**About this task**
Look through the records below for the line holding "filename crates/web/src/error.rs". Write it out exactly, with each following line through the line holding "use thiserror::Error;".

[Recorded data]
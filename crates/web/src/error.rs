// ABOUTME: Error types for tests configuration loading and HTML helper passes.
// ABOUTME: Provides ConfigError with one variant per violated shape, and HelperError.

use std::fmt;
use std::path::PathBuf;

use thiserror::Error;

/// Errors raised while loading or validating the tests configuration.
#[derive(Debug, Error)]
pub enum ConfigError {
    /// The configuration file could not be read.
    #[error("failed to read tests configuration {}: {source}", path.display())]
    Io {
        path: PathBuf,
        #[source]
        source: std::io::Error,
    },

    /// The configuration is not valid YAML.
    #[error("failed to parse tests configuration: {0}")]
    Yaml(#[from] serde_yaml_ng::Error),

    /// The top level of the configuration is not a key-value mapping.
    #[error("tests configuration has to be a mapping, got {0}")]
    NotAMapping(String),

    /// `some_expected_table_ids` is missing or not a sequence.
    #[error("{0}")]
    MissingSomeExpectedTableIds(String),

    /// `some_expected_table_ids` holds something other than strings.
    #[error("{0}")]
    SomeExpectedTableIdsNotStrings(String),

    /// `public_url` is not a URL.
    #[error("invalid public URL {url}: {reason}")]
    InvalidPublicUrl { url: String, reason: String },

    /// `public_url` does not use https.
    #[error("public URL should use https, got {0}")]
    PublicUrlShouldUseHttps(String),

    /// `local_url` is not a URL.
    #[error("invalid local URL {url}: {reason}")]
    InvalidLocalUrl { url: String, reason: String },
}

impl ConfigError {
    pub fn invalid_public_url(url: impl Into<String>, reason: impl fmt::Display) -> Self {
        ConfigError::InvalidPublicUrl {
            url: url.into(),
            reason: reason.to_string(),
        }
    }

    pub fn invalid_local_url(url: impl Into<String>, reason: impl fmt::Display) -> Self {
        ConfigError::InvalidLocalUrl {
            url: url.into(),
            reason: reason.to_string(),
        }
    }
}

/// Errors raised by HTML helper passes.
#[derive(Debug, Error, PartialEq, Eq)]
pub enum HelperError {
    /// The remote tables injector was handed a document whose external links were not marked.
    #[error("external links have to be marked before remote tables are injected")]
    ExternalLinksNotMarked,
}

* * *

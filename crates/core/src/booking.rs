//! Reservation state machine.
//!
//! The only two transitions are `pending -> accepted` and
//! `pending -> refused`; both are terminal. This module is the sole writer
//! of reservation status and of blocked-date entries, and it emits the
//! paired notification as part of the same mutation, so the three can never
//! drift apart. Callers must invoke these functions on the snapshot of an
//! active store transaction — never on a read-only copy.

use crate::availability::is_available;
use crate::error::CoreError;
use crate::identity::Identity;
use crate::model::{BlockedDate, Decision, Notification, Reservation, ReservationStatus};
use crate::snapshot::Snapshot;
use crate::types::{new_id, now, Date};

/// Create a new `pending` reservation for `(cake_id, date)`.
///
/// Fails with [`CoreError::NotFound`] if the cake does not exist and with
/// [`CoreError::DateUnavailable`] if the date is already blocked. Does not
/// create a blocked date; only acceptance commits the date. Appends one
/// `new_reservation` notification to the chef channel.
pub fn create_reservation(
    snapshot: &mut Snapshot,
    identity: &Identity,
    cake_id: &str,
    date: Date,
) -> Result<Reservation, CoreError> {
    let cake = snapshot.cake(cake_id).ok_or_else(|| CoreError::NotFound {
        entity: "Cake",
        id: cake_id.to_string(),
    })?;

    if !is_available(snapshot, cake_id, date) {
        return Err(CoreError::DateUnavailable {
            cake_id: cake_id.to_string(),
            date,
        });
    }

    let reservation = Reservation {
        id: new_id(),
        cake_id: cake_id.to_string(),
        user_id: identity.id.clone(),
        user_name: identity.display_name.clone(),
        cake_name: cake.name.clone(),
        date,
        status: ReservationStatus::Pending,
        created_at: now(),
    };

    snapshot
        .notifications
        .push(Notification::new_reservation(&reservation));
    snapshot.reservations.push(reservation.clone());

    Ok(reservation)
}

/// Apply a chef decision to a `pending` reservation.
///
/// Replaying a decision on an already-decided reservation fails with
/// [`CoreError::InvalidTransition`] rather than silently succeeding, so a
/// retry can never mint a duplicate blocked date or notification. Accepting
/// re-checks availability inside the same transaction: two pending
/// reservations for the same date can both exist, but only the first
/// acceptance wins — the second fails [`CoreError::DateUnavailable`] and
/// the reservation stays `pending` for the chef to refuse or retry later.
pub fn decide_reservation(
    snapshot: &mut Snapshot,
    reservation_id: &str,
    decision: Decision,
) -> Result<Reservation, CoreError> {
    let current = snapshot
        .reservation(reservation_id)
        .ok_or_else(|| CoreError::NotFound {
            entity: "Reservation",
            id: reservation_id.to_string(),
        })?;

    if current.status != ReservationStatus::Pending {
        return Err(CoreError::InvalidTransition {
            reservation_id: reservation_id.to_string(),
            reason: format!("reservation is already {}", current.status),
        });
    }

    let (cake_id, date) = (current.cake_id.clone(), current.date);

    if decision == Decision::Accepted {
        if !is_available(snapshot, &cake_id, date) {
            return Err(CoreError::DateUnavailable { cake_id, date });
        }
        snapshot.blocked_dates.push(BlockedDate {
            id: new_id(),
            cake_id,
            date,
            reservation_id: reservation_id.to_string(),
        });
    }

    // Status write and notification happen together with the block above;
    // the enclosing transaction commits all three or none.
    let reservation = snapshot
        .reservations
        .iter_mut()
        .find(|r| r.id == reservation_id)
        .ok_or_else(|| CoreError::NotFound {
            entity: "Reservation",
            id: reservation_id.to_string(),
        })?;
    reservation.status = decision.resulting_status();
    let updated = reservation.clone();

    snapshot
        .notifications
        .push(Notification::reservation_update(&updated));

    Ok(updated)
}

**Answer to this problem**
filename crates/web/src/error.rs
// ABOUTME: Error types for tests configuration loading and HTML helper passes.
// ABOUTME: Provides ConfigError with one variant per violated shape, and HelperError.

use std::fmt;
use std::path::PathBuf;

use thiserror::Error;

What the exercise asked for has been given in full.